# WHAT IS REQUIRED
Read through the listing below and copy each line in which the word "static" occurs.
[Opening RECORDS SUPPLIED section]
pub mod access_control;
pub mod access_release;
pub mod equipment;
pub mod health;
pub mod sync_job;

use axum::Router;

use crate::state::AppState;

/// Build the `/api/v1` route tree.
///
/// Every route requires the `X-Tenant-Id` header; `X-Actor-Id` is recorded
/// in audit actions when present.
///
/// ```text
/// /access-releases                       list, create
/// /access-releases/invitations           create from invitation (POST)
/// /access-releases/{id}                  get, delete
/// /access-releases/{id}/disable          disable (POST)
///
/// /access-controls                       list, record entry/exit
///
/// /sync-jobs                             list
/// /sync-jobs/{id}                        get
///
/// /equipment/verify                      reachability check (POST)
/// /equipment/{id}/sync                   onboarding sync (POST, 202)
/// /person-types/{id}/sync                person-type resync (POST, 202)
/// ```
pub fn api_routes() -> Router<AppState> {
    Router::new()
        .nest("/access-releases", access_release::router())
        .nest("/access-controls", access_control::router())
        .nest("/sync-jobs", sync_job::router())
        .merge(equipment::router())
}
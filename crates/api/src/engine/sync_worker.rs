//! Isolated equipment fan-out worker.
//!
//! The coordinator spawns one worker task per job and hands it a single
//! [`SyncMessage`] over an mpsc channel. The worker persists its own
//! progress through [`SyncJobStore`] and only reports the final outcome
//! back as a [`WorkerReport`].

use std::sync::Arc;
use std::time::Duration;

use accessgate_core::directory::{Directory, Equipment};
use accessgate_core::sync::{SyncError, SYNC_BATCH_SIZE};
use accessgate_core::types::DbId;
use accessgate_db::models::access_release::AccessRelease;
use accessgate_equipment::messages::AddAccessRequest;
use accessgate_equipment::{EquipmentError, EquipmentGateway};
use futures::future::join_all;
use serde::Serialize;
use tokio::sync::mpsc;

use crate::engine::store::SyncJobStore;

/// Parent to worker: everything one job needs.
#[derive(Debug, Clone)]
pub struct SyncMessage {
    pub releases: Vec<AccessRelease>,
    pub job_id: DbId,
    pub equipment: Equipment,
    pub tenant_id: DbId,
}

/// Worker to parent: final outcome of a job.
#[derive(Debug, Clone, PartialEq, Eq, Serialize)]
#[serde(tag = "status", rename_all = "lowercase")]
pub enum WorkerReport {
    Completed,
    Error { error: String },
}

#[derive(Clone)]
pub struct SyncWorker {
    jobs: Arc<dyn SyncJobStore>,
    directory: Directory,
    gateway: Arc<dyn EquipmentGateway>,
    call_timeout: Duration,
}

impl SyncWorker {
    pub fn new(
        jobs: Arc<dyn SyncJobStore>,
        directory: Directory,
        gateway: Arc<dyn EquipmentGateway>,
        call_timeout: Duration,
    ) -> Self {
        Self {
            jobs,
            directory,
            gateway,
            call_timeout,
        }
    }

    /// Wait for the job message, process it, and report.
    pub async fn run(self, mut inbox: mpsc::Receiver<SyncMessage>) -> WorkerReport {
        let Some(message) = inbox.recv().await else {
            return WorkerReport::Error {
                error: "Sync worker channel closed before a job was received".into(),
            };
        };
        let job_id = message.job_id;
        match self.process(message).await {
            Ok(()) => WorkerReport::Completed,
            Err(e) => {
                tracing::error!(job_id, error = %e, "Sync job aborted");
                WorkerReport::Error {
                    error: e.to_string(),
                }
            }
        }
    }

    /// Push every release in FIFO batches. Device failures are recorded on
    /// the job; only storage failures abort it.
    async fn process(&self, message: SyncMessage) -> Result<(), sqlx::Error> {
        let SyncMessage {
            releases,
            job_id,
            equipment,
            tenant_id,
        } = message;

        tracing::info!(
            job_id,
            equipment_id = equipment.id,
            total = releases.len(),
            "Sync job started"
        );

        for (index, batch) in releases.chunks(SYNC_BATCH_SIZE).enumerate() {
            let outcomes = join_all(
                batch
                    .iter()
                    .map(|release| self.push_release(release, &equipment, tenant_id)),
            )
            .await;

            let mut failed = 0usize;
            for message in outcomes.into_iter().filter_map(Result::err) {
                failed += 1;
                let error = SyncError {
                    equipment_id: equipment.id,
                    equipment_ip: equipment.ip.clone(),
                    message,
                };
                self.jobs.push_error(job_id, &error).await?;
            }

            // Batches never exceed SYNC_BATCH_SIZE, so the cast is lossless.
            self.jobs
                .increment_executed(job_id, batch.len() as i32)
                .await?;

            tracing::debug!(job_id, batch = index, size = batch.len(), failed, "Sync batch processed");
        }

        self.jobs.finish(job_id).await?;
        tracing::info!(job_id, equipment_id = equipment.id, "Sync job finished");
        Ok(())
    }

    async fn push_release(
        &self,
        release: &AccessRelease,
        equipment: &Equipment,
        tenant_id: DbId,
    ) -> Result<(), String> {
        let person = self
            .directory
            .person(release.person_id, tenant_id)
            .await
            .map_err(|e| e.to_string())?;
        let schedules = self
            .directory
            .work_schedules(&release.work_schedule_codes, tenant_id)
            .await
            .map_err(|e| e.to_string())?;

        let request = AddAccessRequest::grant(
            &person,
            &schedules,
            &equipment.ip,
            (release.init_date, release.end_date),
        );

        let result = bounded(self.call_timeout, &equipment.ip, self.gateway.add_access(&request)).await;
        if let Err(e) = &result {
            tracing::warn!(
                release_id = release.id,
                equipment_id = equipment.id,
                error = %e,
                "Equipment rejected access grant"
            );
        }
        result.map_err(|e| e.to_string())
    }
}

/// Apply the per-call time bound to an equipment future.
pub(crate) async fn bounded<F>(limit: Duration, ip: &str, call: F) -> Result<(), EquipmentError>
where
    F: std::future::Future<Output = Result<(), EquipmentError>>,
{
    match tokio::time::timeout(limit, call).await {
        Ok(result) => result,
        Err(_) => Err(EquipmentError::Timeout { ip: ip.to_string() }),
    }
}
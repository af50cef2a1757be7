use axum::extract::State;
use axum::routing::get;
use axum::{Json, Router};
use serde::Serialize;

use crate::state::AppState;

/// Liveness payload. `status` drops to `degraded` when Postgres is
/// unreachable; the scheduler counters are informational.
#[derive(Serialize)]
pub struct HealthResponse {
    pub status: &'static str,
    pub version: &'static str,
    pub db_healthy: bool,
    pub pending_timers: usize,
    pub sync_in_flight: usize,
}

async fn health(State(state): State<AppState>) -> Json<HealthResponse> {
    let db_healthy = accessgate_db::health_check(&state.pool).await.is_ok();

    Json(HealthResponse {
        status: if db_healthy { "ok" } else { "degraded" },
        version: env!("CARGO_PKG_VERSION"),
        db_healthy,
        pending_timers: state.engine.timers.pending_count(),
        sync_in_flight: state.engine.sync.in_flight(),
    })
}

/// `GET /health`, mounted at the root rather than under `/api/v1`.
pub fn router() -> Router<AppState> {
    Router::new().route("/health", get(health))
}
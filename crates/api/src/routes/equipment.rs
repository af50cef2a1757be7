use axum::routing::post;
use axum::Router;

use crate::handlers::equipment;
use crate::state::AppState;

/// ```text
/// POST   /equipment/verify          -> verify_equipment
/// POST   /equipment/{id}/sync       -> sync_equipment
/// POST   /person-types/{id}/sync    -> sync_person_type
/// ```
pub fn router() -> Router<AppState> {
    Router::new()
        .route("/equipment/verify", post(equipment::verify_equipment))
        .route("/equipment/{id}/sync", post(equipment::sync_equipment))
        .route("/person-types/{id}/sync", post(equipment::sync_person_type))
}
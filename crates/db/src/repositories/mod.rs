//! Repository layer.
//!
//! Each repository is a zero-sized struct providing async methods
//! that accept `&PgPool` as the first argument.

pub mod access_control_repo;
pub mod access_release_repo;
pub mod push_notification_repo;
pub mod sync_job_repo;

pub use access_control_repo::AccessControlRepo;
pub use access_release_repo::{AccessReleaseRepo, CreateOutcome};
pub use push_notification_repo::PushNotificationRepo;
pub use sync_job_repo::SyncJobRepo;
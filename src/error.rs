//! Error types for the call abstraction and the logging layer.
//!
//! Every variant here is a *recoverable* call failure: a value the embedding
//! framework can hand to a callback or return from `execute`, and that the
//! logging wrapper reports via [`Logger::on_failure`](crate::Logger) before
//! passing it through unchanged. Fatal runtime conditions (out-of-memory,
//! stack exhaustion) are panics in this model and deliberately have no
//! variant: the wrapper never catches or logs them.

use http::StatusCode;

/// The error type for HTTP calls and for the logging layer itself.
///
/// # Examples
///
/// ```
/// use overhear::Error;
/// use http::StatusCode;
///
/// let err = Error::Decode {
///     message: "expected value at line 1 column 1".to_string(),
///     status: StatusCode::OK,
/// };
///
/// assert_eq!(err.status(), Some(StatusCode::OK));
/// assert!(!err.is_transport());
/// ```
#[derive(thiserror::Error, Debug)]
pub enum Error {
    /// A transport-level error occurred (connection failed, reset, DNS
    /// lookup failed, etc.).
    #[error("Network error: {0}")]
    Network(#[from] std::io::Error),

    /// The exchange took longer than the call's configured timeout.
    #[error("Request timed out")]
    Timeout,

    /// The response arrived but its body could not be decoded into the
    /// call's value type.
    #[error("Failed to decode response body (status {status}): {message}")]
    Decode {
        /// The decoder's error message.
        message: String,
        /// The HTTP status code of the response being decoded.
        status: StatusCode,
    },

    /// The request could not be built.
    ///
    /// When this surfaces through the logging layer, the logger has already
    /// been told via the [`RequestBody::Unbuilt`](crate::RequestBody::Unbuilt)
    /// sentinel that no body value was determinable.
    #[error("Failed to build request: {0}")]
    RequestBuild(String),

    /// The call was canceled before completing.
    #[error("Call was canceled")]
    Canceled,

    /// Invalid construction input, such as a success response created with a
    /// non-success status code.
    #[error("Configuration error: {0}")]
    Configuration(String),

    /// A one-shot error body was read a second time.
    ///
    /// Loggers receive a peeked duplicate and can never trigger this on the
    /// caller's body; seeing it means the same view was consumed twice.
    #[error("Error body already consumed")]
    BodyConsumed,
}

impl Error {
    /// Returns the HTTP status code if this error carries one.
    pub fn status(&self) -> Option<StatusCode> {
        match self {
            Error::Decode { status, .. } => Some(*status),
            _ => None,
        }
    }

    /// Returns `true` if this error originated below the HTTP layer.
    pub fn is_transport(&self) -> bool {
        matches!(self, Error::Network(_) | Error::Timeout)
    }
}

/// A specialized `Result` type for call execution and logging helpers.
pub type Result<T> = std::result::Result<T, Error>;
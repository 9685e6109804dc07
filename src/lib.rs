//! # Overhear - transparent logging for typed HTTP calls
//!
//! Overhear wraps an existing HTTP [`Call`] so that every synchronous
//! execution and every asynchronously delivered result is observed by a
//! caller-supplied [`Logger`], without altering the call's outward behavior:
//! callers see exactly the responses and errors the underlying call would
//! have produced.
//!
//! The crate implements no networking, retries, or serialization of its own.
//! It defines the call capability set, wraps implementations of it, and
//! composes with the embedding framework's call adapters.
//!
//! ## Quick Start
//!
//! ```
//! use overhear::{
//!     Call, CallAdapter, IdentityAdapter, Logger, LoggingCallAdapterFactory, RequestBody,
//!     Response,
//! };
//!
//! struct PrintlnLogger;
//!
//! impl<T> Logger<T> for PrintlnLogger {
//!     fn on_response(
//!         &self,
//!         call: &dyn Call<T>,
//!         _request_body: &RequestBody,
//!         response: &Response<T>,
//!     ) {
//!         let url = call.request().map(|r| r.url.to_string()).unwrap_or_default();
//!         println!("{} -> {}", url, response.status());
//!     }
//!
//!     fn on_failure(
//!         &self,
//!         _call: &dyn Call<T>,
//!         _request_body: &RequestBody,
//!         error: &overhear::Error,
//!     ) {
//!         eprintln!("call failed: {error}");
//!     }
//! }
//!
//! # use overhear::{Callback, Origin, Request};
//! # use http::{HeaderMap, Method, StatusCode};
//! # use std::time::Duration;
//! # #[derive(Clone)]
//! # struct CannedCall;
//! # impl Call<String> for CannedCall {
//! #     fn execute(&mut self) -> overhear::Result<Response<String>> {
//! #         Response::success(StatusCode::OK, HeaderMap::new(), "ok".to_string())
//! #     }
//! #     fn enqueue(&mut self, callback: Box<dyn Callback<String>>) {
//! #         let response =
//! #             Response::success(StatusCode::OK, HeaderMap::new(), "ok".to_string()).unwrap();
//! #         callback.on_response(&CannedCall, response);
//! #     }
//! #     fn cancel(&self) {}
//! #     fn is_canceled(&self) -> bool { false }
//! #     fn is_executed(&self) -> bool { false }
//! #     fn request(&self) -> overhear::Result<Request> {
//! #         Ok(Request::new(Method::GET, "https://api.example.com/users/1".parse().unwrap())
//! #             .with_origin(Origin::new()))
//! #     }
//! #     fn timeout(&self) -> Option<Duration> { None }
//! #     fn clone_call(&self) -> Box<dyn Call<String>> { Box::new(self.clone()) }
//! # }
//! // One factory per logger; one wrapped adapter per call site.
//! let factory = LoggingCallAdapterFactory::new(PrintlnLogger);
//! let adapter = factory.wrap::<String, _>(IdentityAdapter);
//!
//! // The framework hands the adapter a raw call; the caller gets it back
//! // instrumented.
//! let raw: Box<dyn Call<String>> = Box::new(CannedCall);
//! let mut call = adapter.adapt(raw);
//! let response = call.execute()?;
//! assert_eq!(response.body(), Some(&"ok".to_string()));
//! # Ok::<(), overhear::Error>(())
//! ```
//!
//! ## Features
//!
//! - **Transparent interception** - `execute` and `enqueue` notify the logger;
//!   every other capability (`cancel`, `is_canceled`, `is_executed`,
//!   `request`, `timeout`) is a pure pass-through
//! - **Non-destructive error-body logging** - loggers receive a peeked
//!   duplicate of the error body; the original stays fully readable by the
//!   caller
//! - **Plaintext sniffing** - [`sniff::error_message`] renders an error body
//!   as text only when its prefix looks human-readable
//! - **Request-body reporting** - the value bound to a call site's body
//!   parameter is reported alongside each result, with a distinct
//!   [`RequestBody::Unbuilt`] sentinel when the request could not be built
//!   at all
//! - **Adapter chaining** - [`LoggingCallAdapterFactory`] slots in ahead of
//!   any other call adapter without changing its output
//! - **Structured logging out of the box** - [`TracingLogger`] renders
//!   results as `tracing` events
//!
//! ## Threading
//!
//! The wrapper adds no threads and no locks. `execute` blocks on the
//! caller's thread; `enqueue` callbacks (the logger's and the forwarded
//! one) run on whatever thread the framework dispatcher uses. Per call, at
//! most one of `on_response`/`on_failure` fires, strictly before the result
//! reaches the original caller; ordering across concurrent calls is
//! unspecified.
//!
//! ## Fatal conditions
//!
//! Recoverable call failures are `Err` values and are always logged before
//! being returned unchanged. Fatal runtime conditions are panics, which the
//! wrapper never catches: they propagate without reaching the logger, since
//! logging inside a compromised execution environment is unreliable and
//! could mask the original condition.

mod adapter;
mod call;
mod error;
mod intercept;
mod logger;
mod response;
pub mod sniff;

pub use adapter::{CallAdapter, IdentityAdapter, LoggingCallAdapter, LoggingCallAdapterFactory};
pub use call::{Call, Callback, Origin, Request, RequestBody};
pub use error::{Error, Result};
pub use intercept::LoggingCall;
pub use logger::{Logger, TracingLogger};
pub use response::{ErrorBody, Response};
[Closing RECORDS SUPPLIED section]
# OUTPUT OF THE TASK
    pub status: &'static str,
    pub version: &'static str,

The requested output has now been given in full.